I was born September 10, 1946, in Coronado, California, at the US Navy Hospital, within hearing of the waves of the Pacific Ocean, I like to think, and I've lived most of my life on this ocean ever since. We moved every couple of years or so, and I went to about 8 different schools, in the U.S. and in Thailand, and then YoHi in the 12 th grade, Nile C. Kinnick, Jr., High School, in Yokohama, Japan. It's a questionable way to raise a child, all that moving around, and has had lifelong impact, but you get what you get, and it gives you the chance to learn to turn barriers into opportunities. I was miserable as a teenager until the summer of 1963, when we crossed the Pacific by ship to go to Japan. On that voyage I decided that things would be different; I would get friends, I would learn to set my hair and wear wake-up, I would have a boyfriend. At YoHi, all those things happened. It was a great turning point in my life.

My family stayed in Japan while I went to the University of California – southern California in the 1960s, a legendary place and time. I studied philosophy and formal logic and modern dance, wore long skirts and got my ears pierced, went to demonstrations and had bitter fights with my father over Vietnam. I married a professor who was a Canadian citizen and came to Canada with him in 1971. The marriage didn't last but I was in law school here by then, and then became a lawyer, and have never left Canada except to travel and for work assignments outside the country. I'm now what is called a dual – a Canadian and an American citizen, passports from both countries (and yes, reporting to both tax authorities.) In 1980 I married a second time, and though Juri and I have now been separated and divorced for some years he's one of my best friends – and the father of my two children, Kate and Nicholas, still the lights of my life. They're in their early 30s – Kate is a young criminal defense lawyer in Toronto, and Nick has full-time work in the film industry here in Vancouver, doing things I barely understand with graphics and computers.

In law I have been a legal aid lawyer for most of my career, working for people who face disadvantage and discrimination. A lot of human rights, civil liberties, and a particular focus on refugees and immigrants, as well as telecom and utilities regulation for a while. For about eight years all together I was one of Canada's immigration and refugee law judges – a Member of the Immigration and Refugee Board of Canada – from 19990 – 1992 and then from 2006 – 2013.

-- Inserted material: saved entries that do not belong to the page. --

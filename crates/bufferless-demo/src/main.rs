//! Draws two triangles without a vertex buffer.
//!
//! Positions come from the vertex index, green from the primitive index and
//! the blue bands from the fragment's height on screen.

mod demo;

use bufferless_engine::device::GpuInit;
use bufferless_engine::logging::{init_logging, LoggingConfig};
use bufferless_engine::window::Runtime;

use demo::{BufferlessDemo, DemoConfig};

fn main() -> anyhow::Result<()> {
    init_logging(LoggingConfig::default());

    let config = DemoConfig::default();
    let window = config.window.clone();

    Runtime::run(window, GpuInit::default(), BufferlessDemo::new(config))
}
//! Bufferless engine crate.
//!
//! Window runtime, GPU context, and a shader pipeline that draws geometry
//! synthesized entirely from built-in shader counters.

pub mod core;
pub mod device;
pub mod logging;
pub mod pipeline;
pub mod render;
pub mod window;
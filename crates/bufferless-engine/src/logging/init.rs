use std::sync::Once;

/// Filter used when neither the config nor `RUST_LOG` provides one.
///
/// wgpu and naga are chatty at `info`; keep them at `warn` so lifecycle
/// messages from this crate stay readable.
pub const DEFAULT_FILTER: &str = "info,wgpu_core=warn,wgpu_hal=warn,naga=warn";

/// Logger configuration.
///
/// `env_filter` follows the `env_logger` filter syntax (e.g. "debug",
/// "bufferless_engine=trace,wgpu_core=warn").
#[derive(Debug, Clone)]
pub struct LoggingConfig {
    pub env_filter: Option<String>,
    pub write_style: env_logger::WriteStyle,
}

impl Default for LoggingConfig {
    fn default() -> Self {
        Self {
            env_filter: None,
            write_style: env_logger::WriteStyle::Auto,
        }
    }
}

impl LoggingConfig {
    /// Resolves the filter string: explicit config, then `RUST_LOG`, then
    /// [`DEFAULT_FILTER`]. Blank values count as unset.
    pub fn resolve_filter(&self, rust_log: Option<String>) -> String {
        let non_blank = |f: &String| !f.trim().is_empty();
        self.env_filter
            .clone()
            .filter(non_blank)
            .or_else(|| rust_log.filter(non_blank))
            .unwrap_or_else(|| DEFAULT_FILTER.to_string())
    }
}

static INIT: Once = Once::new();

/// Initializes the global logger once.
///
/// Idempotent; later calls are ignored. Call it first thing in `main`.
pub fn init_logging(config: LoggingConfig) {
    INIT.call_once(|| {
        let filter = config.resolve_filter(std::env::var("RUST_LOG").ok());

        let mut builder = env_logger::Builder::new();
        builder.parse_filters(&filter);
        builder.write_style(config.write_style);

        // A test harness may already own the global logger.
        if builder.try_init().is_err() {
            return;
        }

        log::debug!("logging initialized (filter: {filter})");
    });
}
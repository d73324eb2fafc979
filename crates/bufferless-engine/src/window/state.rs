/// Run state of the frame loop.
///
/// Starts `Running` and moves to `Closing` exactly once; there is no way back.
#[derive(Debug, Copy, Clone, Default, Eq, PartialEq)]
pub enum LoopState {
    #[default]
    Running,
    Closing,
}

impl LoopState {
    /// Whether termination has been requested.
    pub fn should_close(self) -> bool {
        self == Self::Closing
    }

    /// Moves to `Closing`. Returns `true` only for the call that made the
    /// transition, so teardown attached to it runs once.
    pub fn request_close(&mut self) -> bool {
        match self {
            Self::Running => {
                *self = Self::Closing;
                true
            }
            Self::Closing => false,
        }
    }
}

In 1999 through to the fall of 2002 I was seconded by the government of Canada to the OSCE Mission in Kosovo. I was one of nine Directors for three years – first the Director of Mitrovica Region, in the north of Kosovo, then the Director of Democratisation, in Pristina, Kosovo, a Kosovo-wide position. From 2003 through 2005 I worked as a consultant in international affairs, primarily in Afghanistan. This included being the head of UNIFEM (the UN Development Fund for Women, now called UN Women), in Afghanistan, and carrying out projects for various international NGOs in that country.

In January, 2014, I returned to the practice of law in British Columbia, on a part-time basis, and took up a part-time appointment with the provincial Mental Health Review Board, chairing mental health or psychiatric detention hearings.

My medical history for the last decade is a whole separate story – suffice it to say for these purposes that I have faced life-threatening conditions three times, and survived each. My hat trick, I say. Most recently I had a bone marrow or stem cell transplant in January, 2013, which successfully removed cancer from my body. I'm still in the latter stages of recovery from that process, and can't really travel yet, or stay up in the evenings. The image above was taken last fall, 2013, to show my new post-transplant hairdo, after it all fell out and then grew in, and I began at last to look like something other than an alien!

The important thing about those experiences, however – though this is trite – is what they have taught me about the value of human life, the beauty and wonder of the world around us, and the deep love which family and friends can come to have for each other. We all know these things, but we know them more deeply when we've been through very serious illness. I am immeasurably stronger than I was before. This sounds like backwards reasoning, but is one of the great lessons of life – that we can get better than we were before because we got worse first.

And now I'm learning to run, and to do the front crawl! My dreams include kayaking around the Galapagos Islands, and running a marathon – I'm not promising, mind you. But those are my dreams, and with patient and steady work I see no reason why I can't achieve them.

I also see no reason why I won't be strong enough to go to the next YoHi reunion, and I can't wait to see everyone there.

Stay strong, dear friends. My year at YoHi really was a transformative year for me, and you were that year – you, and others like me who can't be at the reunion this year. That year helped to make me who I am today. I can't explain it, the chemistry or the magic, but it was real, and it always will be.